• _Work task_: Return exactly the lines below, starting with the one that has "filename treasury402/src/proto/encoding.rs" and going on through the one that has "use base64::engine::general_purpose::STANDARD as".

_ _ _

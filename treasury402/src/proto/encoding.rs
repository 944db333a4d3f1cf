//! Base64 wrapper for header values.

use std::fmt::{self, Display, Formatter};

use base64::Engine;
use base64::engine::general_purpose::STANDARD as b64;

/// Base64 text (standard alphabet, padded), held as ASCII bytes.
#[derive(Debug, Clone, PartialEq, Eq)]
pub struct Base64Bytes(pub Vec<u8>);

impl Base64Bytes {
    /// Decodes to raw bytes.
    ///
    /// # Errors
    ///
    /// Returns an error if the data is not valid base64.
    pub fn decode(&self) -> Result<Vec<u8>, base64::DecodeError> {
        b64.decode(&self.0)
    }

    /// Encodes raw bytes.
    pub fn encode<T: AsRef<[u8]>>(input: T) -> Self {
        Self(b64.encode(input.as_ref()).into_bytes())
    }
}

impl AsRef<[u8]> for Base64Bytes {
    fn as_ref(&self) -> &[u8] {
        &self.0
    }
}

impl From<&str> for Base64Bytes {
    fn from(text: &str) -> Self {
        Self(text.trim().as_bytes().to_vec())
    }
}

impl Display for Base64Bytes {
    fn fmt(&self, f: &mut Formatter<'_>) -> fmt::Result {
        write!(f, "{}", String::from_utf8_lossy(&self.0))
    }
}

_ _ _

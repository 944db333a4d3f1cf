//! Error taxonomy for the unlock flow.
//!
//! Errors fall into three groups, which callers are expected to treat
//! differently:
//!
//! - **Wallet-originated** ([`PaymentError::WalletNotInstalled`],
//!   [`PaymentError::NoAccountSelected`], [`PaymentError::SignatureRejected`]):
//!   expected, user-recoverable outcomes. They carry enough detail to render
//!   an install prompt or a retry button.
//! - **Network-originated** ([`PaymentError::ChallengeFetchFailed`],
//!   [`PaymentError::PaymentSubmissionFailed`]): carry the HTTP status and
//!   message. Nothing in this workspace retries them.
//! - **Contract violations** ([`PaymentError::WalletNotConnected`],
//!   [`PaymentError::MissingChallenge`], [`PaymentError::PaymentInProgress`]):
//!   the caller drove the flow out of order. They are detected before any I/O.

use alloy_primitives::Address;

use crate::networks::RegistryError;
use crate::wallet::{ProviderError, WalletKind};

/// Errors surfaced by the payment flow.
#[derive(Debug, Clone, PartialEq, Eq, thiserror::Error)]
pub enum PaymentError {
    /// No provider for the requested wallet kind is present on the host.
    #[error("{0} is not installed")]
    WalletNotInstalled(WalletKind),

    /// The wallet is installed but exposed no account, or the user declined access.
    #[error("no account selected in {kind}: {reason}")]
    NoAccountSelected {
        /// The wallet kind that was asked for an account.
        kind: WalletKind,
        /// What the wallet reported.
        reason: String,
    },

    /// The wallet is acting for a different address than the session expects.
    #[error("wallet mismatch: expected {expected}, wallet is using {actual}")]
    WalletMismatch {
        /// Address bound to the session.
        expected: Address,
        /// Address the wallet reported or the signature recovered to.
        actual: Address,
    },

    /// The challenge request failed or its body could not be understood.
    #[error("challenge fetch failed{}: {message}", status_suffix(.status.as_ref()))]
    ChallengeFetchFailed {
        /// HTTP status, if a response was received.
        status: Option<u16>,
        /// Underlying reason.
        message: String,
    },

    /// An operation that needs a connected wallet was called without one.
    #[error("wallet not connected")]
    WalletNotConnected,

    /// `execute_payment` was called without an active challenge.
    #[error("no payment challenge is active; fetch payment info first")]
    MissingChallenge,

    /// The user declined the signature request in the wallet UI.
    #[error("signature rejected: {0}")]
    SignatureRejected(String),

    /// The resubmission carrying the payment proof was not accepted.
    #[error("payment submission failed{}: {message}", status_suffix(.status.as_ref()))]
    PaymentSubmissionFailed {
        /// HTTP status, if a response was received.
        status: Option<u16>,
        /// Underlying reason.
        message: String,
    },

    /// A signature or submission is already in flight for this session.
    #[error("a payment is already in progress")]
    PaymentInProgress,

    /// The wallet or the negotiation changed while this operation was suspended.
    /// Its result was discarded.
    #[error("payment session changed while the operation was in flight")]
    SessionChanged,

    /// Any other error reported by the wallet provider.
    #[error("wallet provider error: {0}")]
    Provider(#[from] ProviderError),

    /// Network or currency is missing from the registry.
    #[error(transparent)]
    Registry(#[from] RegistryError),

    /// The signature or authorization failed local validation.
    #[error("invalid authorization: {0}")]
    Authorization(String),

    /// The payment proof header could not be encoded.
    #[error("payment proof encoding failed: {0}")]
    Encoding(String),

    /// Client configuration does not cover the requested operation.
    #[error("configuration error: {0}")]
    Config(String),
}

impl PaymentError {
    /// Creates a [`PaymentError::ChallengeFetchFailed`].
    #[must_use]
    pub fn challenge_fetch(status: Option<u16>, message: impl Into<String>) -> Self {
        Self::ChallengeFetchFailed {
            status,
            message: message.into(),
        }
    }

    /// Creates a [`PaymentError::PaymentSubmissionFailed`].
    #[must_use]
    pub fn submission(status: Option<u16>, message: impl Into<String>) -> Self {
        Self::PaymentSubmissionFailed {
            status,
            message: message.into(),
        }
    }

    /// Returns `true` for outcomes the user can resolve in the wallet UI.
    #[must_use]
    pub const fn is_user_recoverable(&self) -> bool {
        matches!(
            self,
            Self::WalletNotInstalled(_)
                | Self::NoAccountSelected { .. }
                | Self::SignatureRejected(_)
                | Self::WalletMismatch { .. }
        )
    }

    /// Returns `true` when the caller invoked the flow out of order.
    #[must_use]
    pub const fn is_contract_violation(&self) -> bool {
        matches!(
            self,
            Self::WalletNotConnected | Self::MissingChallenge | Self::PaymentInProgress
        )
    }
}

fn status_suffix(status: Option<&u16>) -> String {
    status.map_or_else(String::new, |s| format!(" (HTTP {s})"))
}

_ _ _

• _Answer space_:
filename treasury402/src/proto/encoding.rs
repository 944db333a4d3f1cf
//! Base64 wrapper for header values.

use std::fmt::{self, Display, Formatter};

use base64::Engine;
use base64::engine::general_purpose::STANDARD as b64;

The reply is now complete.